───── Data provided

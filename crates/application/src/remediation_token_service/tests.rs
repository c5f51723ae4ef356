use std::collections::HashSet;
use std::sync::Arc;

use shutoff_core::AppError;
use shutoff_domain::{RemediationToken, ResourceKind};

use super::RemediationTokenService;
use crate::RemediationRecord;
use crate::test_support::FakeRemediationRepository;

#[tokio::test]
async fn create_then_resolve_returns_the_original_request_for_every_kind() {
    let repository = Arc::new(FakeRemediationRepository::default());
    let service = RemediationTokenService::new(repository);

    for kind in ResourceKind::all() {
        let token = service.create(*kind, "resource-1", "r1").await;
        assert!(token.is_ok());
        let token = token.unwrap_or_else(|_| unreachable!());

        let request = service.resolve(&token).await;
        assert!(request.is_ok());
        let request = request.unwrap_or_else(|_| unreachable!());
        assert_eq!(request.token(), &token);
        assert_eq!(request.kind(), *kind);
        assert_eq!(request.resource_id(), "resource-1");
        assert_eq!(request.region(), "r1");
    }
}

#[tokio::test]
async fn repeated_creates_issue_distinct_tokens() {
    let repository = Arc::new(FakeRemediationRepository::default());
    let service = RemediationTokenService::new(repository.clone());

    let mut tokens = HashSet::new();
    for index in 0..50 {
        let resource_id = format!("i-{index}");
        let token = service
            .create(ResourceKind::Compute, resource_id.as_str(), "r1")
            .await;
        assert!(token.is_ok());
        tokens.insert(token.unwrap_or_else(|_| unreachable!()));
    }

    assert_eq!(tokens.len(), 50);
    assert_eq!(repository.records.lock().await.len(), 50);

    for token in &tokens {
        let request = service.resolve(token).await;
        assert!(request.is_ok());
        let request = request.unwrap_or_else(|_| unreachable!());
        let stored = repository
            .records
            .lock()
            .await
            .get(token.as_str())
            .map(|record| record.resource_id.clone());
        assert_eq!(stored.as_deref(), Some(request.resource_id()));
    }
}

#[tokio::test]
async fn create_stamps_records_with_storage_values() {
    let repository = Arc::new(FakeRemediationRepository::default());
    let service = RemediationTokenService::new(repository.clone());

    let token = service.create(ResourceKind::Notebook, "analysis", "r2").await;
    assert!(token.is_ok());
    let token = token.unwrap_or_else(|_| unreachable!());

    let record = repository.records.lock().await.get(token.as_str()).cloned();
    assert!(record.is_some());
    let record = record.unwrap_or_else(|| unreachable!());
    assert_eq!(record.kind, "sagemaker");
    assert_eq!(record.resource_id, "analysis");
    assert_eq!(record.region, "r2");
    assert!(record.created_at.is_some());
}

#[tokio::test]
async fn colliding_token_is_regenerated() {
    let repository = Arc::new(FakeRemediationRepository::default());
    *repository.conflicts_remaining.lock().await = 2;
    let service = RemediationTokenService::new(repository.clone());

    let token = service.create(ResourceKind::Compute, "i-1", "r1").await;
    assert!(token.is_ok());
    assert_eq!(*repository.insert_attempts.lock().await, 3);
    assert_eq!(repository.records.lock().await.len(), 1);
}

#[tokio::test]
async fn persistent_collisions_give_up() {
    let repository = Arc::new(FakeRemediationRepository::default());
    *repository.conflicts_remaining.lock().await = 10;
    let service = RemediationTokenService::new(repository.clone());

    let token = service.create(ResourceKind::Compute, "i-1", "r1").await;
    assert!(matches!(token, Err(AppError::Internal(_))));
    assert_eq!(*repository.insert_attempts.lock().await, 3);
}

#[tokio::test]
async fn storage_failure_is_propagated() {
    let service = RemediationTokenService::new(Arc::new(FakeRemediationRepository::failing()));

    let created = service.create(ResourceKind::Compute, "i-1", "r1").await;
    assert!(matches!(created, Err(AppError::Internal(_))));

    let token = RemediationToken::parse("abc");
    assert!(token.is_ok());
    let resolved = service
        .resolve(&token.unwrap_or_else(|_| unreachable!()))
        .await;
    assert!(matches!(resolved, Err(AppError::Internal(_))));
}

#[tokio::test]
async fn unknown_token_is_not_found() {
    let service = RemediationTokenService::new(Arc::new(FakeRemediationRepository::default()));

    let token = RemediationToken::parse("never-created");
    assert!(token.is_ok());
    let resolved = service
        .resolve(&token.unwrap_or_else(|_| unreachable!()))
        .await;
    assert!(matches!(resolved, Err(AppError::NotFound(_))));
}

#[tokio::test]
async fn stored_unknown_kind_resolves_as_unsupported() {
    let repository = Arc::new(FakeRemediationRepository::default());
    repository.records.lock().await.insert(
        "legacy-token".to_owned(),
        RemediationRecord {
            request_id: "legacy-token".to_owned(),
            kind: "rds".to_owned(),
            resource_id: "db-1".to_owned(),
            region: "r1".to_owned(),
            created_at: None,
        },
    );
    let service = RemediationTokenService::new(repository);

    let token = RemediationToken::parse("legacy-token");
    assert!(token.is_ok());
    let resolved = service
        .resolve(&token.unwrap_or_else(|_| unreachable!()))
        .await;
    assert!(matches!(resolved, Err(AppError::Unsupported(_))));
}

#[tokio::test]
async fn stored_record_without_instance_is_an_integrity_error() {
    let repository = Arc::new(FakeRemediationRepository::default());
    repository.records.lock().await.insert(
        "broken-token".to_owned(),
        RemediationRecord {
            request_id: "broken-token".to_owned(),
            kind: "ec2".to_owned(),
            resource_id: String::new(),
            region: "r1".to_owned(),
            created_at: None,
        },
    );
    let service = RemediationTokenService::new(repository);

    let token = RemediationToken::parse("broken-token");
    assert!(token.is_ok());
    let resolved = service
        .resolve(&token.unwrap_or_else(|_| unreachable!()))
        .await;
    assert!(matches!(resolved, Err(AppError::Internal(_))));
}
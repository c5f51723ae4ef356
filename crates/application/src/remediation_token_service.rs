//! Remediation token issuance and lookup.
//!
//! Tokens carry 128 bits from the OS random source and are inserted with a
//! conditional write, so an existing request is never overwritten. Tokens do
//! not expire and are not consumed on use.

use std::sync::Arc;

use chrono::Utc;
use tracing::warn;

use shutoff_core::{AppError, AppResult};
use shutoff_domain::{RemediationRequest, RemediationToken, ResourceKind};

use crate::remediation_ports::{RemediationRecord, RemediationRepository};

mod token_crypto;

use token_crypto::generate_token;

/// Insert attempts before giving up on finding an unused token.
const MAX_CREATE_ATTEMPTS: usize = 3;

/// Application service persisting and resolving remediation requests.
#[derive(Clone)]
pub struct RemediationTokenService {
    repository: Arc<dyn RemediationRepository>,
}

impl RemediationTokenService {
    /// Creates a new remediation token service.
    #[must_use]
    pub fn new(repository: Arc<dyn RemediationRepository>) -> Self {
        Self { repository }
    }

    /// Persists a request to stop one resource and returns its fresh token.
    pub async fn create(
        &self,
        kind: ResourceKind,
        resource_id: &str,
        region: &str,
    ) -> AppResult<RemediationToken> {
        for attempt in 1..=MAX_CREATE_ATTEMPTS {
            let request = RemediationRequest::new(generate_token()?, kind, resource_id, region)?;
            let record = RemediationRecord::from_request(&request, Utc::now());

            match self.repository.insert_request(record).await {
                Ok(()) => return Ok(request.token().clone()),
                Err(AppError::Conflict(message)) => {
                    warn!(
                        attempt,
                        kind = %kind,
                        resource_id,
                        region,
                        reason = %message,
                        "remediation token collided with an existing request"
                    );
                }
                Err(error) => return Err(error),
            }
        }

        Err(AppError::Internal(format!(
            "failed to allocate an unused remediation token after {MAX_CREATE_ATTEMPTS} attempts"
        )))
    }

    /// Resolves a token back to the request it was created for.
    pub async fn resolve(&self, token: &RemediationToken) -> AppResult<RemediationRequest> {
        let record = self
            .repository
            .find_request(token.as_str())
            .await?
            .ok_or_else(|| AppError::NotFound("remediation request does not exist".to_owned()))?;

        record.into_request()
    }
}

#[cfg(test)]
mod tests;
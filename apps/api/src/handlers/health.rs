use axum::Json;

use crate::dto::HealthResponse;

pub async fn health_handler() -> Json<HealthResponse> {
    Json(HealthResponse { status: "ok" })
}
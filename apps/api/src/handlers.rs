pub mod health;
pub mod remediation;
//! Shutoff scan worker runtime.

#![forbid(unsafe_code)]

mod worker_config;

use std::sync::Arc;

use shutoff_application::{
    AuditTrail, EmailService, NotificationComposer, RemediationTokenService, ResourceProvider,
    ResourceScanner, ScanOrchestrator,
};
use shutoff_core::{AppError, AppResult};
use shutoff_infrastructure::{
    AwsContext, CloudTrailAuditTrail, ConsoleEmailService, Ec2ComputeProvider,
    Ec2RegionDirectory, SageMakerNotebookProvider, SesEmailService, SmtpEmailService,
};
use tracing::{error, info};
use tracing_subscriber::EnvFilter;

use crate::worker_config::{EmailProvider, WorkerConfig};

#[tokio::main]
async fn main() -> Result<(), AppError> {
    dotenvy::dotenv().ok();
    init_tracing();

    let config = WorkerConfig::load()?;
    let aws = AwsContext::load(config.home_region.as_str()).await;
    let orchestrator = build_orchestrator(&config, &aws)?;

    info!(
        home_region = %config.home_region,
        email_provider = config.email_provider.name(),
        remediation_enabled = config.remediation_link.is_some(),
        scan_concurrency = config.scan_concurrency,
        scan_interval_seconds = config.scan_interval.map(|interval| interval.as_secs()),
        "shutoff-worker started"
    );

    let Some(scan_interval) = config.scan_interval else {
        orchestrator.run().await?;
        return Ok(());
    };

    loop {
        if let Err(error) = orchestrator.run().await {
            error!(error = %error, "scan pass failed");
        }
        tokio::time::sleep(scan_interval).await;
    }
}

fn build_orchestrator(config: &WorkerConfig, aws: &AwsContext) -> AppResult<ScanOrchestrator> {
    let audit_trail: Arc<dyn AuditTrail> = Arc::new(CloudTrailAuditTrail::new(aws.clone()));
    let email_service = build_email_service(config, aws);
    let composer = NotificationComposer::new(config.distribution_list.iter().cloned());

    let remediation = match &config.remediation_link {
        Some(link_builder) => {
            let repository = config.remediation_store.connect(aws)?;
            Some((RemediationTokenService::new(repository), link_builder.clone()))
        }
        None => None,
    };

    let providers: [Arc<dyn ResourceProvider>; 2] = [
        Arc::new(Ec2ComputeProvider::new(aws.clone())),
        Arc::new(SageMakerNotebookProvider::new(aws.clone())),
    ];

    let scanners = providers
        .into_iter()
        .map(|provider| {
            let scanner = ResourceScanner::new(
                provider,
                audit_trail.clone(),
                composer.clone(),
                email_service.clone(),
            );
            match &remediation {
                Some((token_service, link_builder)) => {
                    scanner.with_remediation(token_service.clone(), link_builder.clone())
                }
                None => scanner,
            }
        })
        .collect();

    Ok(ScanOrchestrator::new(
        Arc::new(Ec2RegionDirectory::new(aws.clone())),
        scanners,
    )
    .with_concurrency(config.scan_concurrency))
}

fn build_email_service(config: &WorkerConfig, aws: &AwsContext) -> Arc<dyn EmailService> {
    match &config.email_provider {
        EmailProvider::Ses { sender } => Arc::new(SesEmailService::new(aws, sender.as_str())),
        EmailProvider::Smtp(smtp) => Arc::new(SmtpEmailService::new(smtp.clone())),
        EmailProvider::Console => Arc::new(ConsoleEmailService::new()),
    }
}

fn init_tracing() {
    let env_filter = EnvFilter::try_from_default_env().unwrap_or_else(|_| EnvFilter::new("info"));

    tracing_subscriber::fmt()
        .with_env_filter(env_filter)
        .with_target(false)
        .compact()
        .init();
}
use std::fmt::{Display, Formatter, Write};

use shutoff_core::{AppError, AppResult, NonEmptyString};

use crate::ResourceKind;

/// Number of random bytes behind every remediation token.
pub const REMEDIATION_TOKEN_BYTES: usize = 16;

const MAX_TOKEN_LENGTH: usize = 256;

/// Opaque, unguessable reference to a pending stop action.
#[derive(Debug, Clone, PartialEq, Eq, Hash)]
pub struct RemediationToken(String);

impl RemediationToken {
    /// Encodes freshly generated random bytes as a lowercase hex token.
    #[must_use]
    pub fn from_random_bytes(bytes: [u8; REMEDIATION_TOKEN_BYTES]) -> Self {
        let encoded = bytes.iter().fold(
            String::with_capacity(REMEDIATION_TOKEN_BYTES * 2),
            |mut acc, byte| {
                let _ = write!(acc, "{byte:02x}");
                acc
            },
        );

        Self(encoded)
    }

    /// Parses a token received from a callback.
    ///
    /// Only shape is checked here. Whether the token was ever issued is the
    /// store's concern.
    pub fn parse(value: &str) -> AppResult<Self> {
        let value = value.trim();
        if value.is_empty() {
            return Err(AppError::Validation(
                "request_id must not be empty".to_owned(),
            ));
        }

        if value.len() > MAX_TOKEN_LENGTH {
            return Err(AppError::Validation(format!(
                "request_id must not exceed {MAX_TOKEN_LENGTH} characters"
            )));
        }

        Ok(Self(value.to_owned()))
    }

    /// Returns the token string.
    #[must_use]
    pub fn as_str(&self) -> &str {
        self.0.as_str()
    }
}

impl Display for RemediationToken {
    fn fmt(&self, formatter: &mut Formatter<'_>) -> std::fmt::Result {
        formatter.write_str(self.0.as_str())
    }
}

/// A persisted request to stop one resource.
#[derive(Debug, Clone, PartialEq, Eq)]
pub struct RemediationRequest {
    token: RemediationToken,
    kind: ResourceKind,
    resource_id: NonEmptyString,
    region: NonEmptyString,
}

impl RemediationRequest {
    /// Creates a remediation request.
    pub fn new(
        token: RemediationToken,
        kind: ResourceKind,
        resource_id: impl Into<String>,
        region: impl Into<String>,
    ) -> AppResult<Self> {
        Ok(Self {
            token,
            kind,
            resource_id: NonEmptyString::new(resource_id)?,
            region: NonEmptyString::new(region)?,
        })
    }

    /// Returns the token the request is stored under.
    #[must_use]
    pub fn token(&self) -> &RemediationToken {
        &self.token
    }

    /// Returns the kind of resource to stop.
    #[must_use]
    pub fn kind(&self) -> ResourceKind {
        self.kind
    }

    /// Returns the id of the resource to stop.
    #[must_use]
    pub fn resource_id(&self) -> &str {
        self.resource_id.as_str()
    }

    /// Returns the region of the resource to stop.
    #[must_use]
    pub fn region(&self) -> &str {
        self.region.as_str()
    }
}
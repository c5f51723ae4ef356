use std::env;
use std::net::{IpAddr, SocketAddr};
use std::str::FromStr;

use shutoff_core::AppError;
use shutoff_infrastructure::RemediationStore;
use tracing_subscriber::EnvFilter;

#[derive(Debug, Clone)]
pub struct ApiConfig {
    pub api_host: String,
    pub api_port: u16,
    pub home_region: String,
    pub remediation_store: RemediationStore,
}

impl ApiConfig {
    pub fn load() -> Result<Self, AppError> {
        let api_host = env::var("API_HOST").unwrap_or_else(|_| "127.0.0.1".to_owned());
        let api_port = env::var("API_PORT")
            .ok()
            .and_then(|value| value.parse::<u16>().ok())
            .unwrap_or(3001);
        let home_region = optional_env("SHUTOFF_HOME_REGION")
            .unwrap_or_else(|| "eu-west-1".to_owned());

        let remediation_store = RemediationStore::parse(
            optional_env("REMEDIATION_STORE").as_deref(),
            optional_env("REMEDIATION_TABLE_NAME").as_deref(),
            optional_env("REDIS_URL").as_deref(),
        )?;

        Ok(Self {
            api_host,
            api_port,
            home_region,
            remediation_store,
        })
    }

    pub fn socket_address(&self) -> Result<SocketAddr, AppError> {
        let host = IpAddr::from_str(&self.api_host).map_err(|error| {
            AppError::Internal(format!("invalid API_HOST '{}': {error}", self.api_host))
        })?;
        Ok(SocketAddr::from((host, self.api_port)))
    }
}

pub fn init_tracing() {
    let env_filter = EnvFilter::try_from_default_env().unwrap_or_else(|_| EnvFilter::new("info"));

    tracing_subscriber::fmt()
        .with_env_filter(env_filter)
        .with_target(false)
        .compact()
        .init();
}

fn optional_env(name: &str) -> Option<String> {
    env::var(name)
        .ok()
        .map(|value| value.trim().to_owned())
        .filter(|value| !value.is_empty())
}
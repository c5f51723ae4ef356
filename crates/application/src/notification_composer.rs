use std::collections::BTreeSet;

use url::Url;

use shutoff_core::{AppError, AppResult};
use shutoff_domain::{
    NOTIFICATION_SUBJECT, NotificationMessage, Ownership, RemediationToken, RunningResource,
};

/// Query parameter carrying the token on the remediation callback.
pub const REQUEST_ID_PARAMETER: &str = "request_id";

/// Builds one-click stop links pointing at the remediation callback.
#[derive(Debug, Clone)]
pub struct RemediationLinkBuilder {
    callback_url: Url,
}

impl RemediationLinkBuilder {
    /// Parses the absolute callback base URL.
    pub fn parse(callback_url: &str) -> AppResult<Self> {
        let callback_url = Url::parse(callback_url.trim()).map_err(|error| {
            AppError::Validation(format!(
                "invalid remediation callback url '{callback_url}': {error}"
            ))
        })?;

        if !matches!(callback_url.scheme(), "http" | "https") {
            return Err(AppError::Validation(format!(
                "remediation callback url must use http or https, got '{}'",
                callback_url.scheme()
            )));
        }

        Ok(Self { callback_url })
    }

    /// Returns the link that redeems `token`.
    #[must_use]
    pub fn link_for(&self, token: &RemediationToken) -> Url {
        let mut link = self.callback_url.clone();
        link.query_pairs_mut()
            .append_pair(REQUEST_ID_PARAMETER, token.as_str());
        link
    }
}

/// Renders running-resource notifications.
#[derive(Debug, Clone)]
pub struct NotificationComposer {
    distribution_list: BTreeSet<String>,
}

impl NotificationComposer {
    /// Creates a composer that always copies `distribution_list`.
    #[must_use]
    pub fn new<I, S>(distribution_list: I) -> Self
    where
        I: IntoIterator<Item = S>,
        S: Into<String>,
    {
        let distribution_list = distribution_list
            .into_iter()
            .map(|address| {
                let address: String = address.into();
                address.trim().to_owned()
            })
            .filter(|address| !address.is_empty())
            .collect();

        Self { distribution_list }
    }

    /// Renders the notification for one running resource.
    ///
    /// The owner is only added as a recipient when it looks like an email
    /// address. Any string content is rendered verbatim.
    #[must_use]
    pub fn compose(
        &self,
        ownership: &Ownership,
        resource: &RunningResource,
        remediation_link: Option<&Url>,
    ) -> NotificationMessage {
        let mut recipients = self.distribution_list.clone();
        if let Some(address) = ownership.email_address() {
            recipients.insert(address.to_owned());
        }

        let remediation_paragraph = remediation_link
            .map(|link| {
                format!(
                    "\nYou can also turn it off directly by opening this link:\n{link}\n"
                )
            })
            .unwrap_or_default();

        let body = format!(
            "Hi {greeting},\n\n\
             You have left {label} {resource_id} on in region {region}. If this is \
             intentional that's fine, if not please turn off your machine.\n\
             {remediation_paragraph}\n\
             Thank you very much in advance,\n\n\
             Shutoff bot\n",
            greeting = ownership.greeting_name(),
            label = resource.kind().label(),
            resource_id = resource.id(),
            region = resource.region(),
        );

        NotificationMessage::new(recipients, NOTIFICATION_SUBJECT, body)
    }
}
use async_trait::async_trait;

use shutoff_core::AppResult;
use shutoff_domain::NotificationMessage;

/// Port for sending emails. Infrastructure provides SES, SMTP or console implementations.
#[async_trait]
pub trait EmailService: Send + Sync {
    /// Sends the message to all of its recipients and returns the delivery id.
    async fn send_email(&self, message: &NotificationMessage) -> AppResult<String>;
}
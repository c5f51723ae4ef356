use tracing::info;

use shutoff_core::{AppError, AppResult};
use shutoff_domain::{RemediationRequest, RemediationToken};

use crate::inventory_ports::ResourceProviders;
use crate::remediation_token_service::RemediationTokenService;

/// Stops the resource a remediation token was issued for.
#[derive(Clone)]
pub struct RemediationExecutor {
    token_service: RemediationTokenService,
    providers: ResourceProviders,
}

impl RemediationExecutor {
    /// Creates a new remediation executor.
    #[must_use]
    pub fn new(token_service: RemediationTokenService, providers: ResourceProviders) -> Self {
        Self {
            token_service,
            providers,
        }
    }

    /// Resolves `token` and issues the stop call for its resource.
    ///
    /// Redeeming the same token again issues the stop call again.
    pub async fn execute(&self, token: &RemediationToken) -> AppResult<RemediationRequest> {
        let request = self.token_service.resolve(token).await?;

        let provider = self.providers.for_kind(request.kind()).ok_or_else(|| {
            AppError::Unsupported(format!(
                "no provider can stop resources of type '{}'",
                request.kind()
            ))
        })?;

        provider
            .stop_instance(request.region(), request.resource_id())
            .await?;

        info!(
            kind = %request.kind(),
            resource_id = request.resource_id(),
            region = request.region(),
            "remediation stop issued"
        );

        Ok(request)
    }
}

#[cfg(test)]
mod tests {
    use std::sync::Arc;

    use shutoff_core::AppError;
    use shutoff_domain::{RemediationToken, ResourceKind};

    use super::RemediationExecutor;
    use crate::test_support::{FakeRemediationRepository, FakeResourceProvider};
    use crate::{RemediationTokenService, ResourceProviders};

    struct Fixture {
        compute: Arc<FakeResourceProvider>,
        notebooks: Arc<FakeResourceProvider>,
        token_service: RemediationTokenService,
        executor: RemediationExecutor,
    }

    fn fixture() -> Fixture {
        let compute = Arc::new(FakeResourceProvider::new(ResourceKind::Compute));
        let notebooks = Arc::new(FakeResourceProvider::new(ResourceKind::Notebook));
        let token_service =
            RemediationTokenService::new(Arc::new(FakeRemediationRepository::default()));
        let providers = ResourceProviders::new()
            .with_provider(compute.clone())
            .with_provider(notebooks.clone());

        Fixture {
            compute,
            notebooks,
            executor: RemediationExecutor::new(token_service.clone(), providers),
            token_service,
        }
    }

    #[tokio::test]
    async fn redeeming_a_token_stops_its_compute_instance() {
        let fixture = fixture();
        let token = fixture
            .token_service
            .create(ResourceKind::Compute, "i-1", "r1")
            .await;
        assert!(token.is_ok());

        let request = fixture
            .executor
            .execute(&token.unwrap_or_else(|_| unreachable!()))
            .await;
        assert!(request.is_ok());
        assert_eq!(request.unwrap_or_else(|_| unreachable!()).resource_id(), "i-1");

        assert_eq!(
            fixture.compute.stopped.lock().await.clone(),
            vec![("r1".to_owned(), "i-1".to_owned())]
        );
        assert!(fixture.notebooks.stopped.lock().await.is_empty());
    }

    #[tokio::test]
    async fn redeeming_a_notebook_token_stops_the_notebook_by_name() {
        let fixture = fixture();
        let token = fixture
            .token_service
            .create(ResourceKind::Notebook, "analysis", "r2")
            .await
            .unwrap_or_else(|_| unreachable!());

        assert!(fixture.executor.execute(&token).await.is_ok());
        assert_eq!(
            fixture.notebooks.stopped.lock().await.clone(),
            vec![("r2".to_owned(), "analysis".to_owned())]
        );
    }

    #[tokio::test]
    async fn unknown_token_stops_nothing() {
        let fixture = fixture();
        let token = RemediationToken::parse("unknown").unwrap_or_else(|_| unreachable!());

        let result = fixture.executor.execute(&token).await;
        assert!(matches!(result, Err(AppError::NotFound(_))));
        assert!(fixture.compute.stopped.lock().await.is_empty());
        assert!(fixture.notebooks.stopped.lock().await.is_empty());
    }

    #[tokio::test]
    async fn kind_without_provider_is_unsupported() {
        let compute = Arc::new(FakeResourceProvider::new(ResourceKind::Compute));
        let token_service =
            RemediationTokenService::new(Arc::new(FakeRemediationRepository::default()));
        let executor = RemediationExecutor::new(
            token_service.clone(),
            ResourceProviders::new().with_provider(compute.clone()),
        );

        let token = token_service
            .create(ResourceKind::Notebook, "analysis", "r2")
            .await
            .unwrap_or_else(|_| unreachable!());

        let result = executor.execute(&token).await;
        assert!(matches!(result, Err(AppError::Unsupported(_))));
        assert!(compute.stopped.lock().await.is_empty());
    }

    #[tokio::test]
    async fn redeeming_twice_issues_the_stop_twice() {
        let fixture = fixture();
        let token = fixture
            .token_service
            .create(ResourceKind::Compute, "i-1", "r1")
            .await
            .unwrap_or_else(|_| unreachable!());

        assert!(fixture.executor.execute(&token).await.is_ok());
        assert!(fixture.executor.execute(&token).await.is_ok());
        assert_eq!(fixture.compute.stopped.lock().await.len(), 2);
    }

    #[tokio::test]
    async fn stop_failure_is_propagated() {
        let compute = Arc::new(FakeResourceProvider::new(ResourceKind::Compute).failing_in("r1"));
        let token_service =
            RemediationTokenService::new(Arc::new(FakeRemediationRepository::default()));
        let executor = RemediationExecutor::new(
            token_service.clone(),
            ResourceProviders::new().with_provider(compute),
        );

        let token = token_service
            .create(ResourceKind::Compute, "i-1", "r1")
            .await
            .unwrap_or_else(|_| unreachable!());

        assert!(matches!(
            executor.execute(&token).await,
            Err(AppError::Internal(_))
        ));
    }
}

──────────

Goal of the exercise: A complete answer reproduces every line of the records in which the word "super" occurs.

Response below:
use super::RemediationTokenService;
    use super::RemediationExecutor;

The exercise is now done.